Financieros sin fronteras

¿Sabían que los teléfonos móviles son una herramienta clave para erradicar la pobreza? La banca apenas ha llegado a las zonas rurales de los países pobres

¿Sabían que los teléfonos móviles son una herramienta clave para erradicar la pobreza? La banca apenas ha llegado a las zonas rurales de los países pobres debido al elevado coste de transacción al abrir sucursales en zonas poco pobladas. La ausencia de un mínimo nivel de créditos dificulta la financiación de actividad productiva. Para remediarlo, la fundación Gates se puso como objetivo el emplear el teléfono móvil como sucursal bancaria, y hoy los móviles sirven para realizar cargos y abonos, movilizar depósitos y de esa forma generar la condición necesaria para generar microcréditos. Los microcréditos, ligados a una actividad productiva, contribuyen a erradicar la pobreza; la ayuda tradicional, es más discutible.

La globalización financiera ha traído consigo la desafección de una parte relevante de las clases medias occidentales, que observan cómo dicha globalización ha tenido efectos aparentemente asimétricos, beneficiando a muy pocos en los años buenos, y generando una gran inestabilidad bancaria y fiscal con facturas que a la postre se socializan entre todos. La irrupción de fuerzas políticas como el ‘tea party’, el partido pirata alemán, Syriza, en Grecia o el Frente Nacional en Francia son buen ejemplo, con mucha volatilidad de ideología, de esta expresión.

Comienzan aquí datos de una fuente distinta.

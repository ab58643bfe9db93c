//! Device position sources.
//!
//! This crate defines the trait the tracking pipelines use to obtain
//! position fixes from a device, plus the synthetic source that stands
//! in for real positioning hardware in degraded mode and in demos.

use std::time::Duration;

use async_trait::async_trait;
use chrono::{DateTime, Utc};
use serde::{Deserialize, Serialize};
use tokio::sync::mpsc;

use transitline_errors::SourceError;
use transitline_geo::Position;

pub mod synthetic;

pub use synthetic::{SyntheticConfig, SyntheticSource};

/// Horizontal accuracy limit in meters; fixes reported with a worse
/// radius are discarded by the pipelines. The limit is inclusive.
pub const DEFAULT_ACCURACY_LIMIT_M: f64 = 30.0;

/// Shared type alias for outbound fix streams.
pub type FixReceiver = mpsc::Receiver<Fix>;

/// A single position fix from a device source.
#[derive(Debug, Clone, Copy, PartialEq, Serialize, Deserialize)]
pub struct Fix {
    /// Where the device believes it is.
    pub position: Position,
    /// Estimated horizontal accuracy radius in meters.
    pub accuracy_m: f64,
    /// When the fix was captured.
    pub captured_at: DateTime<Utc>,
}

impl Fix {
    /// Create a fix captured now.
    #[must_use]
    pub fn new(position: Position, accuracy_m: f64) -> Self {
        Self {
            position,
            accuracy_m,
            captured_at: Utc::now(),
        }
    }

    /// True when the accuracy radius is within the given limit,
    /// inclusive.
    #[must_use]
    pub fn meets_accuracy(&self, limit_m: f64) -> bool {
        self.accuracy_m <= limit_m
    }
}

/// Position source trait for device-specific fix providers.
#[async_trait]
pub trait PositionSource: Send + Sync {
    /// Identifier for logs and diagnostics.
    fn source_id(&self) -> &str;

    /// Obtain a single fix, waiting at most `wait` for one to arrive.
    async fn request_once(&self, wait: Duration) -> Result<Fix, SourceError>;

    /// Start a continuous fix stream. The producer stops when the
    /// returned receiver is dropped.
    async fn stream_fixes(&self) -> Result<FixReceiver, SourceError>;
}

/// Request one fix with the wait enforced at the call site, so a
/// source that ignores its `wait` argument still cannot stall the
/// caller past the bound.
pub async fn request_once_bounded(
    source: &dyn PositionSource,
    wait: Duration,
) -> Result<Fix, SourceError> {
    match tokio::time::timeout(wait, source.request_once(wait)).await {
        Ok(outcome) => outcome,
        Err(_) => Err(SourceError::timeout(wait)),
    }
}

En la parte positiva, la globalización, especialmente desde el año 2000, ha supuesto un hecho histórico en la historia de la humanidad: el que unos ochenta millones de personas hayan abandonado la pobreza cada año, accediendo a la clase media. Por supuesto, esta creación de riqueza se ha concentrado en las regiones emergentes, pero probablemente nunca en la historia se ha conseguido sacar a tanta gente de la pobreza en tan poco tiempo. Paradójicamente, mucha ayuda concentrada en regiones como África, que desde la segunda Guerra Mundial no habían conseguido objetivos evidentes en mejoras económicas (muchos países no experimentaron aumentos de PIB per capita significativos, como señaló Dambisa Moyo en Dead Aid). La globalización financiera, ligando financiación a actividad productiva, sí. De hecho, el África sub-sahariana ha sido la segunda mayor del mundo con mayor crecimiento económico.

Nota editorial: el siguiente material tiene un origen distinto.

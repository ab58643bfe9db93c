//! End-to-end tests pairing both pipelines over one in-memory store.
//!
//! Coverage areas:
//! 1. Round trip — a reporting driver becomes visible to a watching
//!    rider through the shared store.
//! 2. Degraded round trip — a driver without a usable source still
//!    produces a moving synthetic position for the rider.
//! 3. Retraction — ending a trip clears the rider's remote view
//!    without raising an error.
//! 4. Trip controller — lifecycle transitions against the real store,
//!    including the wire payload shape.

use std::sync::Arc;
use std::time::Duration;

use tokio::time::sleep;

use transitline_core::{
    Observer, ObserverConfig, Reporter, ReporterConfig, TripController, TripState,
};
use transitline_geo::Position;
use transitline_source::{Fix, SyntheticConfig};
use transitline_test_helpers::{ScriptedSource, UnavailableSource, must, must_some};
use transitline_transport::{LocationStore, MemoryStore, wire};

fn fast_reporter_config() -> ReporterConfig {
    ReporterConfig {
        synthetic: SyntheticConfig {
            cadence: Duration::from_millis(10),
            ..SyntheticConfig::default()
        },
        ..ReporterConfig::default()
    }
}

fn fast_observer_config() -> ObserverConfig {
    ObserverConfig {
        poll_interval: Duration::from_millis(10),
        local_sample_interval: Duration::from_millis(10),
        ..ObserverConfig::default()
    }
}

#[tokio::test]
async fn test_reported_position_reaches_watcher() {
    let store = Arc::new(MemoryStore::new());
    let driver_source = Arc::new(
        ScriptedSource::new()
            .with_once_fixes([Fix::new(Position::new(28.6139, 77.2090), 5.0)])
            .with_stream_held_open(Vec::new()),
    );
    let rider_source = Arc::new(
        ScriptedSource::new().with_once_fixes([Fix::new(Position::new(28.6100, 77.2000), 5.0)]),
    );

    let mut reporter = Reporter::new(
        driver_source,
        Arc::clone(&store) as Arc<dyn LocationStore>,
        fast_reporter_config(),
    );
    let mut observer = Observer::new(
        rider_source,
        Arc::clone(&store) as Arc<dyn LocationStore>,
        fast_observer_config(),
    );

    must(reporter.start("BUS7").await);
    must(observer.watch("BUS7"));
    sleep(Duration::from_millis(40)).await;

    let snapshot = observer.snapshot();
    assert_eq!(
        snapshot.remote_position,
        Some(Position::new(28.6139, 77.2090))
    );
    assert_eq!(snapshot.local_position, Some(Position::new(28.6100, 77.2000)));
    assert!(snapshot.last_error.is_none());

    reporter.stop().await;
    observer.unwatch();
}

#[tokio::test]
async fn test_degraded_driver_still_moves_for_watcher() {
    let store = Arc::new(MemoryStore::new());
    let mut reporter = Reporter::new(
        Arc::new(UnavailableSource::new()),
        Arc::clone(&store) as Arc<dyn LocationStore>,
        fast_reporter_config(),
    );
    let mut observer = Observer::new(
        Arc::new(UnavailableSource::new()),
        Arc::clone(&store) as Arc<dyn LocationStore>,
        fast_observer_config(),
    );

    must(reporter.start("BUS7").await);
    assert!(reporter.is_degraded());
    must(observer.watch("BUS7"));

    sleep(Duration::from_millis(40)).await;
    let first = must_some(observer.snapshot().remote_position, "no remote position yet");

    sleep(Duration::from_millis(40)).await;
    let second = must_some(observer.snapshot().remote_position, "remote position vanished");

    assert!(
        second.latitude > first.latitude,
        "synthetic drift should advance between polls"
    );

    reporter.stop().await;
    observer.unwatch();
}

#[tokio::test]
async fn test_trip_end_clears_watcher_view() {
    let store = Arc::new(MemoryStore::new());
    let driver_source = Arc::new(
        ScriptedSource::new()
            .with_once_fixes([Fix::new(Position::new(19.0760, 72.8777), 5.0)])
            .with_stream_held_open(Vec::new()),
    );

    let mut reporter = Reporter::new(
        driver_source,
        Arc::clone(&store) as Arc<dyn LocationStore>,
        fast_reporter_config(),
    );
    let mut observer = Observer::new(
        Arc::new(UnavailableSource::new()),
        Arc::clone(&store) as Arc<dyn LocationStore>,
        fast_observer_config(),
    );

    must(reporter.start("BUS2").await);
    must(observer.watch("BUS2"));
    sleep(Duration::from_millis(30)).await;
    assert!(observer.snapshot().remote_position.is_some());

    reporter.stop().await;
    sleep(Duration::from_millis(30)).await;

    let snapshot = observer.snapshot();
    assert!(snapshot.remote_position.is_none(), "retraction should clear the view");
    assert!(snapshot.last_error.is_none(), "absence is data, not an error");

    observer.unwatch();
}

#[tokio::test]
async fn test_trip_controller_round_trip_over_real_store() {
    let store = Arc::new(MemoryStore::new());
    let driver_source = Arc::new(
        ScriptedSource::new()
            .with_once_fixes([Fix::new(Position::new(28.6139, 77.2090), 5.0)])
            .with_stream_held_open(Vec::new()),
    );
    let mut controller = TripController::new(
        driver_source,
        Arc::clone(&store) as Arc<dyn LocationStore>,
        fast_reporter_config(),
    );

    must(controller.start_trip("BUS9").await);
    assert_eq!(controller.state(), TripState::Active);

    let payload = must_some(
        must(store.fetch_current("BUS9").await),
        "no payload published",
    );
    let position = must(wire::decode_position(&payload));
    assert_eq!(position, Position::new(28.6139, 77.2090));

    controller.end_trip().await;
    assert_eq!(controller.state(), TripState::Idle);
    assert!(must(store.fetch_current("BUS9").await).is_none());
}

Con todo, la globalización también ha tenido unos beneficiarios muy desiguales en los mismos países emergentes. En la India, uno de los exponentes de los BRIC, la mitad de la población sigue viviendo en la pobreza extrema, y allí es muy candente el concepto de “inclusión financiera” ¿cómo entre todos podemos ayudar a que las finanzas lleguen y beneficien a los más desfavorecidos?

Para responder a esta pregunta, y contribuir a este objetivo, nació la asociación sin ánimo de lucro Financieros sin Fronteras, que me honro en vice presidir. Presidida por Guillermo de la Dehesa, mañana jueves 21 de Junio a las 19:30, hará una presentación abierta al público en la Bolsa de Madrid en la que se expondrá cómo desde las finanzas se puede y se debe contribuir a erradicar la pobreza, analizando nuestra experiencia en ofertar consultoría gratuita a entidades de microcrédito en Ghana con el objetivo de incrementar su capacidad de otorgar financiación a actividades productivas.

En Katmandú, capital de Nepal, cuentan la leyenda de que un rey, allá por el siglo XVIII, subía a la torre de su palacio para contemplar las casas de sus súbditos. De éstas salía el humo de las chimeneas, humo que reflejaba calor y comida. Cuando de una casa no salía humo el rey la visitaba para ver cómo podía ayudar.

En Nepal, precisamente, se gestó Financieros sin Fronteras. Pensamos ya en el siglo XXI, si la chimenea moderna era una mínima penetración del crédito. El desarrollo económico está muy ligado a la financiación, si no hay financiación difícilmente se consigue el desarrollo. De ahí, surgió la pregunta ¿cómo ayudar, como financieros, para que acuda la financiación a los países más necesitados y de esa forma espolear el crecimiento económico?

La educación consiste no en llenar un vaso, sino en encender un fuego. Mañana nos propondremos incendiar esa mecha de solidario interés entre los financieros, con el objetivo de, a través de nuestra profesión, contribuir a que la pobreza extrema sea pronto algo del pasado.